Total chemical synthesis of glycocin F and analogues: S-glycosylation confers improved antimicrobial activity

Abstract

Glycocin F (GccF) is a unique diglycosylated bacteriocin peptide that possesses potent and reversible bacteriostatic activity against a range of Gram-positive bacteria. GccF is a rare example of a 'glycoactive' bacteriocin, with both the O-linked N-acetylglucosamine (GlcNAc) and the unusual S-linked GlcNAc moiety important for antibacterial activity. In this report, glycocin F was successfully prepared using a native chemical ligation strategy and folded into its native structure. The chemically synthesised glycocin appeared to be slightly more active than the recombinant material produced from Lactobacillus plantarum. A second-generation synthetic strategy was used to prepare 2 site selective 'glyco-mutants' containing either two S-linked or two O-linked GlcNAc moieties; these mutants were used to probe the contribution of each type of glycosidic linkage to bacteriostatic activity. Replacing the S-linked GlcNAc at residue 43 with an O-linked GlcNAc decreased the antibacterial activity, while replacing O-linked GlcNAc at position 18 with an S-linked GlcNAc increased the bioactivity suggesting that the S-glycosidic linkage may offer a biologically-inspired route towards more active bacteriocins.
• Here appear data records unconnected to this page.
//! Deterministic prompt composition.
//!
//! [`compose`] turns a [`Context`] plus the variant catalog into the
//! system/user message pair sent to the generation collaborator. Given
//! identical inputs the output is byte-identical, so regressions in prompt
//! assembly show up as plain string diffs in tests, and retries only
//! differ by their appended constraint hints.
//!
//! Source priority is encoded in section order and an explicit
//! instruction: conversation history overrides situation, situation
//! overrides topic, topic overrides default assumptions.

pub mod catalog;

pub use catalog::{SpurVariant, ToneSpec, VariantCatalog};

use crate::context::{Context, DEFAULT_CONFIDENCE_THRESHOLD, Speaker};
use crate::error::EngineError;

/// The system/user prompt pair for one collaborator call.
#[derive(Debug, Clone, PartialEq, Eq)]
pub struct GenerationRequest {
    pub system: String,
    pub user: String,
    /// The variant slots this request asks for, in priority order.
    pub slots: Vec<SpurVariant>,
}

/// Persona rules sent as the system message on every call.
const SYSTEM_PROMPT: &str = "\
You help a dating-app user (Party A) write short outbound messages to a \
match (Party B). You write in Party A's voice, grounded only in the \
context provided. Never invent facts about either party, never pressure, \
never use crude or demeaning language. Each message must read like a \
real person typed it: one to five short sentences, no sign-offs, no \
emoji walls, no assistant-speak.";

/// Compose a generation request for the given slots.
///
/// `hints` carries avoid-clauses from a rejected attempt; the initial
/// call passes none. Fails with [`EngineError::Composition`] when the
/// context is malformed (a trait confidence outside [0, 1], or an empty
/// slot list).
pub fn compose(
    context: &Context,
    catalog: &VariantCatalog,
    slots: &[SpurVariant],
    hints: &[String],
) -> Result<GenerationRequest, EngineError> {
    if slots.is_empty() {
        return Err(EngineError::Composition(
            "no variant slots requested".into(),
        ));
    }
    for obs in context.traits.observations() {
        if !(0.0..=1.0).contains(&obs.confidence) {
            return Err(EngineError::Composition(format!(
                "trait \"{}\" has confidence {} outside [0, 1]",
                obs.name, obs.confidence
            )));
        }
    }

    let mut slots: Vec<SpurVariant> = slots.to_vec();
    slots.sort();
    slots.dedup();

    let mut user = String::new();

    // ── Instructions ───────────────────────────────────────────────
    user.push_str("### Instructions\n");
    user.push_str(&format!(
        "Write one message Party A could send to Party B for each of the \
         following {} tones:\n\n",
        slots.len()
    ));
    for (idx, variant) in slots.iter().enumerate() {
        let spec = catalog.spec(*variant);
        user.push_str(&format!("{}. {}: {}\n", idx + 1, variant, spec.descriptor));
    }
    user.push_str(
        "\nEach message must be distinct in tone and wording, must not \
         repeat the conversation's own messages, and must sound like it \
         naturally came from Party A.\n",
    );
    user.push_str(
        "When sources conflict, the conversation history wins over the \
         situation, the situation wins over the topic, and the topic wins \
         over default assumptions.\n",
    );
    user.push_str("\nRespond in JSON with exactly this shape:\n{\n");
    for (idx, variant) in slots.iter().enumerate() {
        let comma = if idx + 1 < slots.len() { "," } else { "" };
        user.push_str(&format!("  \"{variant}\": \"...\"{comma}\n"));
    }
    user.push_str("}\n");

    // ── Hard exclusions ────────────────────────────────────────────
    if !context.overrides.is_empty() {
        user.push_str("\n### Hard exclusions\n");
        user.push_str(
            "Party B has refused these topics. Never mention, reference, \
             or allude to any of them:\n",
        );
        for topic in context.overrides.topics() {
            user.push_str(&format!("- {topic}\n"));
        }
    }

    // ── Retry constraints ──────────────────────────────────────────
    if !hints.is_empty() {
        user.push_str("\n### Constraints from a rejected attempt\n");
        for hint in hints {
            user.push_str(&format!("- {hint}\n"));
        }
    }

    // ── Context, highest priority first ────────────────────────────
    user.push_str("\n### Context\n");

    if !context.history.is_empty() {
        user.push_str("\n*** Conversation (oldest first) ***\n");
        for turn in &context.history {
            let who = match turn.speaker {
                Speaker::PartyA => "Party A",
                Speaker::PartyB => "Party B",
            };
            user.push_str(&format!("{who}: {}\n", turn.text));
        }
    }

    if let Some(situation) = context.situation {
        user.push_str(&format!("\n*** Situation ***\n{situation}\n"));
    }

    if let Some(ref topic) = context.topic {
        user.push_str(&format!("\n*** Topic ***\n{topic}\n"));
    }

    push_profile(&mut user, "Party A profile", &context.profile_a);
    push_profile(&mut user, "Party B profile", &context.profile_b);

    let usable = context.traits.usable(DEFAULT_CONFIDENCE_THRESHOLD);
    if !usable.is_empty() {
        user.push_str("\n*** Party B traits ***\n");
        for t in &usable {
            let tag = if t.corroborated { "corroborated" } else { "high-confidence" };
            user.push_str(&format!("- {} ({:.2}, {tag})\n", t.name, t.confidence));
        }
    }

    if context.assumed_default_demographics {
        user.push_str(
            "\n*** Default assumptions ***\nNo profile or history is \
             available; assume an adult 18-30 in the US and keep the \
             opener universally safe.\n",
        );
    }

    Ok(GenerationRequest {
        system: SYSTEM_PROMPT.to_string(),
        user,
        slots,
    })
}

fn push_profile(out: &mut String, heading: &str, profile: &crate::context::PartyProfile) {
    if profile.is_empty() {
        return;
    }
    out.push_str(&format!("\n*** {heading} ***\n"));
    if let Some(band) = profile.age_band {
        out.push_str(&format!("age: {}-{}\n", band.min, band.max));
    }
    if let Some(ref locale) = profile.locale {
        out.push_str(&format!("locale: {locale}\n"));
    }
    if let Some(ref education) = profile.education {
        out.push_str(&format!("education: {education}\n"));
    }
    if !profile.interests.is_empty() {
        out.push_str(&format!("interests: {}\n", profile.interests.join(", ")));
    }
    for fragment in &profile.bio {
        out.push_str(&format!("bio: {fragment}\n"));
    }
}

#[cfg(test)]
mod tests {
    use super::*;
    use crate::context::{
        ContextBuilder, ConversationTurn, PartyProfile, SignalSource, Situation, Speaker,
        TraitLedger, TraitObservation,
    };

    fn simple_context() -> Context {
        ContextBuilder::new()
            .history(vec![
                ConversationTurn::new(Speaker::PartyB, "I just got back from Peru!"),
                ConversationTurn::new(Speaker::PartyA, "No way, how was it?"),
            ])
            .topic(Some("travel".into()))
            .build()
            .unwrap()
    }

    #[test]
    fn compose_is_deterministic() {
        let ctx = simple_context();
        let catalog = VariantCatalog::default();
        let a = compose(&ctx, &catalog, &SpurVariant::ALL, &[]).unwrap();
        let b = compose(&ctx, &catalog, &SpurVariant::ALL, &[]).unwrap();
        assert_eq!(a.system, b.system);
        assert_eq!(a.user, b.user);
    }

    #[test]
    fn all_four_descriptors_present() {
        let ctx = simple_context();
        let req = compose(&ctx, &VariantCatalog::default(), &SpurVariant::ALL, &[]).unwrap();
        for v in SpurVariant::ALL {
            assert!(req.user.contains(v.label()), "missing {v}");
        }
        assert!(req.user.contains("Friendly"));
        assert!(req.user.contains("good-natured teasing"));
    }

    #[test]
    fn override_topics_become_hard_exclusions() {
        let ctx = ContextBuilder::new()
            .history(vec![
                ConversationTurn::new(Speaker::PartyB, "I'd rather not talk about exes"),
            ])
            .build()
            .unwrap();
        let req = compose(&ctx, &VariantCatalog::default(), &SpurVariant::ALL, &[]).unwrap();
        assert!(req.user.contains("### Hard exclusions"));
        assert!(req.user.contains("- exes"));
    }

    #[test]
    fn conversation_section_precedes_situation_and_topic() {
        let ctx = ContextBuilder::new()
            .history(vec![ConversationTurn::new(Speaker::PartyB, "hey!")])
            .situation(Some(Situation::Recovery))
            .topic(Some("music".into()))
            .build()
            .unwrap();
        let req = compose(&ctx, &VariantCatalog::default(), &SpurVariant::ALL, &[]).unwrap();
        let conv = req.user.find("*** Conversation").unwrap();
        let situation = req.user.find("*** Situation").unwrap();
        let topic = req.user.find("*** Topic").unwrap();
        assert!(conv < situation && situation < topic);
    }

    #[test]
    fn uncorroborated_low_confidence_traits_are_omitted() {
        let mut ledger = TraitLedger::new();
        ledger.record(TraitObservation::new("mysterious", 0.2, SignalSource::PhotoAnalysis));
        ledger.record(TraitObservation::new("outdoorsy", 0.9, SignalSource::ProfileText));
        let ctx = ContextBuilder::new()
            .profile_b(PartyProfile {
                interests: vec!["climbing".into()],
                ..PartyProfile::default()
            })
            .traits(ledger)
            .build()
            .unwrap();
        let req = compose(&ctx, &VariantCatalog::default(), &SpurVariant::ALL, &[]).unwrap();
        assert!(req.user.contains("outdoorsy"));
        assert!(!req.user.contains("mysterious"));
    }

    #[test]
    fn out_of_range_confidence_is_a_composition_error() {
        let mut ledger = TraitLedger::new();
        ledger.record(TraitObservation::new("keen", 1.3, SignalSource::ProfileText));
        let ctx = ContextBuilder::new().traits(ledger).build().unwrap();
        let err = compose(&ctx, &VariantCatalog::default(), &SpurVariant::ALL, &[]).unwrap_err();
        assert!(matches!(err, EngineError::Composition(_)));
    }

    #[test]
    fn hints_are_appended_on_retry() {
        let ctx = simple_context();
        let hints = vec!["never mention or allude to \"exes\"".to_string()];
        let req = compose(
            &ctx,
            &VariantCatalog::default(),
            &[SpurVariant::Banter],
            &hints,
        )
        .unwrap();
        assert!(req.user.contains("Constraints from a rejected attempt"));
        assert!(req.user.contains("allude to \"exes\""));
        assert_eq!(req.slots, vec![SpurVariant::Banter]);
    }

    #[test]
    fn cold_open_carries_default_assumption_note() {
        let ctx = ContextBuilder::new().build().unwrap();
        let req = compose(&ctx, &VariantCatalog::default(), &SpurVariant::ALL, &[]).unwrap();
        assert!(req.user.contains("Default assumptions"));
    }

    #[test]
    fn empty_slot_list_is_rejected() {
        let ctx = simple_context();
        let err = compose(&ctx, &VariantCatalog::default(), &[], &[]).unwrap_err();
        assert!(matches!(err, EngineError::Composition(_)));
    }
}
Scheme 1. Synthesis of GccF (1) and [²⁷d-His]-GccF, with the problematic His highlighted in red. Reagents and conditions: (i) 6 M Gn·HCl, 0.2 M Na₂HPO₄, 100 mM MPAA, 20 mM TCEP, pH 6.8, r.t, 2 h; (ii) 6 M Gn·HCl, 0.2 M Na₂HPO₄, methoxylamine·HCl, pH 4, r.t, 16 h; (iii) 6 M Gn·HCl, 0.2 M Na₂HPO₄, 100 mM MPAA, 20 mM TCEP, pH 6.8, r.t, 4 h; (iv) 6 M Gn·HCl, 1 M HEPES, hydrazine, 2-mercaptoethanol, 0 °C, 30 min; (v) 1.5 M Gn·HCl, 50 mM Na₂HPO₄, 2 mM cysteine, 0.25 mM cystine, 0.025 mM EDTA, 0.25 mM peptide, pH 8.2, 4 °C, 16 h.

Scheme 2. Optimised synthesis of GccF fragment 9, which was then employed for the synthesis of glycol-mutants 10 and 11. Reagents and conditions: (i) Fmoc-l-Cys(β-GlcNAc(OAc)₃)-OH for 9 and 13 or Fmoc-l-Ser(β-GlcNAc(OAc)₃)-OH for 12, iPr₂EtN, CH₂Cl₂, r.t, 1 h; (ii) Fmoc-SPPS (Fmoc deprotection: 20% piperidine in DMF (v/v)), r.t, (2 × 5 min); coupling: Fmoc-amino acid, HATU, iPr₂EtN, DMF, r.t, 40 min except Fmoc-¹⁸Ser(β-GlcNAc(OAc)₃)-OH, HATU, HOAt, TMP, DMF, r.t, overnight and Fmoc-²¹Cys(Trt)-OH, HATU, HOAt, TMP, CH₂Cl₂: DMF (1 : 1, v/v), r.t, 2 × 1 h; (iii) 94% TFA, 2.5% EDT, 2.5% H₂O, 1% iPr₃SiH (v/v/v/v), r.t, 2 h; (iv)–(vi) for 14 and 15, (iv) 6 M Gn·HCl, 0.2 M Na₂HPO₄, 100 mM MPAA, 20 mM TCEP, pH 6.8, r.t, 4 h; (v) 6 M Gn·HCl, 1 M HEPES, hydrazine, 2-mercaptoethanol, 0 °C, 30 min; (vi) 1.5 M Gn·HCl, 50 mM Na₂HPO₄, 2 mM cysteine, 0.25 mM cystine, 0.025 mM EDTA, 0.25 mM peptide, pH 8.2, 4 °C, 16 h.